**Goal of the exercise**
Which lines in the records below hold the word "restored"? Copy each of them.
** Opening Material for the task block **
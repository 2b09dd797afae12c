use crate::config::GameConfig;
use crate::domain::test_state_helpers::{card, pid, play, scripted_engine, P1, P2};
use crate::domain::{GameEngine, GameState, Move, Phase, PlayerView};

fn standard() -> GameEngine {
    scripted_engine(
        &["AH", "TH", "KB", "QB", "JL"],
        &["KH", "QH", "AB", "JA", "TL"],
        "QL",
        &[],
        GameConfig::default(),
    )
}

#[test]
fn view_hides_opponent_hand_and_talon() {
    let engine = standard();
    let view = engine.player_view(&pid(P1)).unwrap();
    assert_eq!(view.viewer, pid(P1));
    assert_eq!(view.hand, engine.state().players[0].hand);
    assert_eq!(view.opponent.id, pid(P2));
    assert_eq!(view.opponent.hand_size, 5);
    assert_eq!(view.opponent.tricks_won, 0);
    assert_eq!(view.talon_size, 10);
    assert_eq!(view.trump_card, Some(card("QL")));
    assert_eq!(view.to_act, pid(P1));
    assert_eq!(view.legal_moves.len(), 8);

    let json = serde_json::to_value(&view).unwrap();
    let text = json.to_string();
    for hidden in ["KH", "QH", "AB", "JA", "TL"] {
        assert!(!text.contains(&format!("\"{hidden}\"")), "{hidden} leaked");
    }
}

#[test]
fn off_turn_view_has_no_moves() {
    let engine = standard();
    let view = engine.player_view(&pid(P2)).unwrap();
    assert!(view.legal_moves.is_empty());
    assert_eq!(view.opponent.hand_size, 5);
    assert!(engine.player_view(&pid("ghost")).is_none());
}

#[test]
fn view_tracks_trick_progress() {
    let mut engine = standard();
    engine.submit(play(P1, "AH")).unwrap();
    let view = engine.player_view(&pid(P2)).unwrap();
    assert_eq!(view.current_trick.lead_card, Some(card("AH")));
    assert_eq!(view.opponent.hand_size, 4);
    assert!(view
        .legal_moves
        .iter()
        .all(|m| matches!(m, Move::PlayCard { .. })));

    engine.submit(play(P2, "KH")).unwrap();
    let view = engine.player_view(&pid(P2)).unwrap();
    let last = view.last_trick.unwrap();
    assert_eq!(last.winner, Some(pid(P1)));
    assert_eq!(view.opponent.tricks_won, 1);
    assert_eq!(view.hand.len(), 5);
    assert_eq!(view.talon_size, 8);
}

#[test]
fn state_json_restores_an_equal_engine() {
    let mut engine = standard();
    engine.submit(play(P1, "TH")).unwrap();
    let json = serde_json::to_string(&engine.snapshot()).unwrap();
    let state: GameState = serde_json::from_str(&json).unwrap();
    assert_eq!(state, engine.snapshot());

    let mut restored = GameEngine::from_state(state, GameConfig::default()).unwrap();
    let a = engine.submit(play(P2, "QH")).unwrap();
    let b = restored.submit(play(P2, "QH")).unwrap();
    assert_eq!(a, b);
}

#[test]
fn phase_serializes_in_snake_case() {
    let json = serde_json::to_value(Phase::TalonClosed).unwrap();
    assert_eq!(json, "talon_closed");
    let view: PlayerView =
        serde_json::from_value(serde_json::to_value(standard().player_view(&pid(P1)).unwrap()).unwrap())
            .unwrap();
    assert_eq!(view.phase, Phase::Playing);
}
** Closing Material for the task block **
**Exercise output**
    let mut restored = GameEngine::from_state(state, GameConfig::default()).unwrap();
    let b = restored.submit(play(P2, "QH")).unwrap();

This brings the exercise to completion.